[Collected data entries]
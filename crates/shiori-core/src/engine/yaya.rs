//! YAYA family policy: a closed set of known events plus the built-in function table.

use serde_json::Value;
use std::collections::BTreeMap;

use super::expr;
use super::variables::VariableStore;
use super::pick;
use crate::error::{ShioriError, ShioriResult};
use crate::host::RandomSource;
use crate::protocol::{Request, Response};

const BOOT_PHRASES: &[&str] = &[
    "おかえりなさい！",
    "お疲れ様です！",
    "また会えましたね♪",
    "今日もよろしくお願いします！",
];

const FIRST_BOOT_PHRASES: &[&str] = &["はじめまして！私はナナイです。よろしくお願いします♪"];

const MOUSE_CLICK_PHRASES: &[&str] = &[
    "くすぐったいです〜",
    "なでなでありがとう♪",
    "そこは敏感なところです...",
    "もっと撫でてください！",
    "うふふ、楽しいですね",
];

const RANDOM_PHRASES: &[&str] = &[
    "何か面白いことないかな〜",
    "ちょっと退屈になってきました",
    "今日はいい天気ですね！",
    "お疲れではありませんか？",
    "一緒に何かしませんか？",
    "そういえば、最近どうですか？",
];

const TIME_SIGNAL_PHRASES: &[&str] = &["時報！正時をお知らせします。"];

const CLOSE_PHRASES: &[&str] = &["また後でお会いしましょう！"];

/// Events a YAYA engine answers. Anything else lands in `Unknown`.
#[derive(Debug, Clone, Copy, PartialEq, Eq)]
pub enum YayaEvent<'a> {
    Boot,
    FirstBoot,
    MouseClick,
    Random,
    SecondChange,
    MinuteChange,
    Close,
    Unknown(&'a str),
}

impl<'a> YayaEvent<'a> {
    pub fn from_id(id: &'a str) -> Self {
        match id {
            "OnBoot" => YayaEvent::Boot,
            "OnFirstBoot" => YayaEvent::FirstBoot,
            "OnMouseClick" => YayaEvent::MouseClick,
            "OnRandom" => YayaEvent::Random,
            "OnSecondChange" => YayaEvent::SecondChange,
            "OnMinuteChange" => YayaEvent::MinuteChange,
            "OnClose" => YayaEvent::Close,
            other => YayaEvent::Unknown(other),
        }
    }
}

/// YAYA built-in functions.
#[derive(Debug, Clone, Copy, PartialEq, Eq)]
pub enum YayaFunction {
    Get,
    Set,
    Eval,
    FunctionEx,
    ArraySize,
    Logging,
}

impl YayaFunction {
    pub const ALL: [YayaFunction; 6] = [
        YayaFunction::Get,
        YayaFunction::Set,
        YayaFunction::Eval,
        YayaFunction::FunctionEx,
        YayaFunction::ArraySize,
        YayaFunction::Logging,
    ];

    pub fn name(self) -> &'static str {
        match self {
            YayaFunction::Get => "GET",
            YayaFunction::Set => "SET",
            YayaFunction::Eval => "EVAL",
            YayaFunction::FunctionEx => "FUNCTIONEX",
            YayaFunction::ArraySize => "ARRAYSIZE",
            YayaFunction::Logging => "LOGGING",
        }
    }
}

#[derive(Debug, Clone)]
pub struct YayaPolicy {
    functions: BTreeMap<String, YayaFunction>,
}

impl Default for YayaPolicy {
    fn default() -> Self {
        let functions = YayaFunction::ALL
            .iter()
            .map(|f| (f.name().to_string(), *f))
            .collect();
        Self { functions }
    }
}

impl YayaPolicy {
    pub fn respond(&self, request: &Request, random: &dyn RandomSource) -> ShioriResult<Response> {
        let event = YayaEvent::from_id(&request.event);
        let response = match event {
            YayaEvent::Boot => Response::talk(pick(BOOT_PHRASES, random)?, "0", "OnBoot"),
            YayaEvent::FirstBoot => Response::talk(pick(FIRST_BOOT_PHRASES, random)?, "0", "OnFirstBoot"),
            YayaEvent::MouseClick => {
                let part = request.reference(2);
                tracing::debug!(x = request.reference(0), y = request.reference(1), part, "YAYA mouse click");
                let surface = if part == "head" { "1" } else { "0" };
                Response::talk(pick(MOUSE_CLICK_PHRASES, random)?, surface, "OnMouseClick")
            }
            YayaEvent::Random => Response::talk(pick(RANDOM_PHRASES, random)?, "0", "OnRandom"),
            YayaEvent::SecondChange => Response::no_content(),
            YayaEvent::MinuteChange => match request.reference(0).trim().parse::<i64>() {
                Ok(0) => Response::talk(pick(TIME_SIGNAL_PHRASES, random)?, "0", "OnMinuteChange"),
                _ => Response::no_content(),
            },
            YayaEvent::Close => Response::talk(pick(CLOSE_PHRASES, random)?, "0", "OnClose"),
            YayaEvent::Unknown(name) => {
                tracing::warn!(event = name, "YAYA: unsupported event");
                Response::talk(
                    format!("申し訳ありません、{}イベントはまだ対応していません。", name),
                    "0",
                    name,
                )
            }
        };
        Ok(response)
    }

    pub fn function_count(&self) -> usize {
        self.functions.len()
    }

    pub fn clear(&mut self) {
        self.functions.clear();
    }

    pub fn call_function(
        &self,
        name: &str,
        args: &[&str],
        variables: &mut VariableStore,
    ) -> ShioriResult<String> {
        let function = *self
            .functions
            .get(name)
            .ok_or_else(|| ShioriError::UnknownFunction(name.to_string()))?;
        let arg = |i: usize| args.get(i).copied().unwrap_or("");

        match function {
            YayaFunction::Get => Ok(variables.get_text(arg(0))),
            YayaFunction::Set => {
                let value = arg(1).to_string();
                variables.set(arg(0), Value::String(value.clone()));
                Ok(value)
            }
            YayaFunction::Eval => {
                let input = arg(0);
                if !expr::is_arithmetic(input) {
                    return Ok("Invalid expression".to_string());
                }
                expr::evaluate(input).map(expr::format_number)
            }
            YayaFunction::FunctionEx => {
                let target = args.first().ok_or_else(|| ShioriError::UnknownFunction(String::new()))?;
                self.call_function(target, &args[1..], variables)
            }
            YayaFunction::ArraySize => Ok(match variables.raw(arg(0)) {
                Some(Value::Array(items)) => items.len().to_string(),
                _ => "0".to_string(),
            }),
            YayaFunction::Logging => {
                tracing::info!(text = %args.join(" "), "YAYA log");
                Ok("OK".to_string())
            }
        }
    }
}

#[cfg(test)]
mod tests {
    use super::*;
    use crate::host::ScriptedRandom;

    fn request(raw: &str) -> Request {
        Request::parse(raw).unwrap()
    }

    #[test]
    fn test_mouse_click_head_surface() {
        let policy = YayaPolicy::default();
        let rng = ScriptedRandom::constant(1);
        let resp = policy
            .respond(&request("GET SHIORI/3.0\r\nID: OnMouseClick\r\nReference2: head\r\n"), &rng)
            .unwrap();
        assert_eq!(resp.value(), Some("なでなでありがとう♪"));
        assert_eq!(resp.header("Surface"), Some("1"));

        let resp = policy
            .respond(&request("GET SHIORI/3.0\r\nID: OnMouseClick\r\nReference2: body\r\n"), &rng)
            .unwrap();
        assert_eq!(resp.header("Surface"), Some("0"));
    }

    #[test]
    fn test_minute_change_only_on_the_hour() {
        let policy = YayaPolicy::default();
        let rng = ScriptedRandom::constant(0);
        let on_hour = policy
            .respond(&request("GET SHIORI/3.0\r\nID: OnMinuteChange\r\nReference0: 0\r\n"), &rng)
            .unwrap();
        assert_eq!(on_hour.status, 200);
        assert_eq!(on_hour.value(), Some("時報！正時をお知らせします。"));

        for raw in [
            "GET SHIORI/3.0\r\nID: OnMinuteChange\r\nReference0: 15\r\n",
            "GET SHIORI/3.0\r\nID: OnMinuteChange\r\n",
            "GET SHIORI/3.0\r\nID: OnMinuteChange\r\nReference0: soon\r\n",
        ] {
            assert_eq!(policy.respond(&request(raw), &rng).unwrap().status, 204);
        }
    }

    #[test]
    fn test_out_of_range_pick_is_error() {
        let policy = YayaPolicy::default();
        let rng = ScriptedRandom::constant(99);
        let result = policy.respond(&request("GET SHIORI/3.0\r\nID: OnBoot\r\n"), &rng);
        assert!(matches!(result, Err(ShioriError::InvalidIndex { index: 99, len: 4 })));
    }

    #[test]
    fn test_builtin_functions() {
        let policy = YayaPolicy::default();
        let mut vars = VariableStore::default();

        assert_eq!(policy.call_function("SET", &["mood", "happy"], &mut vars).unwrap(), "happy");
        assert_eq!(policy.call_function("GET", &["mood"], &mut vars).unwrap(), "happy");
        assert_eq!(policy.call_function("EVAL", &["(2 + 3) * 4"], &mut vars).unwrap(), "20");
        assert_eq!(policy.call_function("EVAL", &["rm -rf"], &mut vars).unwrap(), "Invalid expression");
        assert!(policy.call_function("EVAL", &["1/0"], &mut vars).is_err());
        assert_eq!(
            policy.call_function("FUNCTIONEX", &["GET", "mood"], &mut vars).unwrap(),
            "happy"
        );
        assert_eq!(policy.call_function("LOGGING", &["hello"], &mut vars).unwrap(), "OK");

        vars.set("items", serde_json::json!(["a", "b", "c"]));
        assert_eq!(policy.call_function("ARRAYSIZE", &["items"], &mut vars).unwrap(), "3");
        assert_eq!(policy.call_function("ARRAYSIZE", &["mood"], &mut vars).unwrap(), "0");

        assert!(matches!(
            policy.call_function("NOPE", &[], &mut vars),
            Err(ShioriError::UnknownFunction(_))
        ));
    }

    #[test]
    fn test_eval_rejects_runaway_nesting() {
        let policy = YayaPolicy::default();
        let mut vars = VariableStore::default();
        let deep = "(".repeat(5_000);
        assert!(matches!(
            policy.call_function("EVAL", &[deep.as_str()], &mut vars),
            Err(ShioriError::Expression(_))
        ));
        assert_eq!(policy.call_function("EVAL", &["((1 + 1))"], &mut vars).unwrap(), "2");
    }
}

**What is expected**:
Filter the records above and copy every line that contains the word "args".

**Answer to the exercise**:
        args: &[&str],
        let arg = |i: usize| args.get(i).copied().unwrap_or("");
                let target = args.first().ok_or_else(|| ShioriError::UnknownFunction(String::new()))?;
                self.call_function(target, &args[1..], variables)
                tracing::info!(text = %args.join(" "), "YAYA log");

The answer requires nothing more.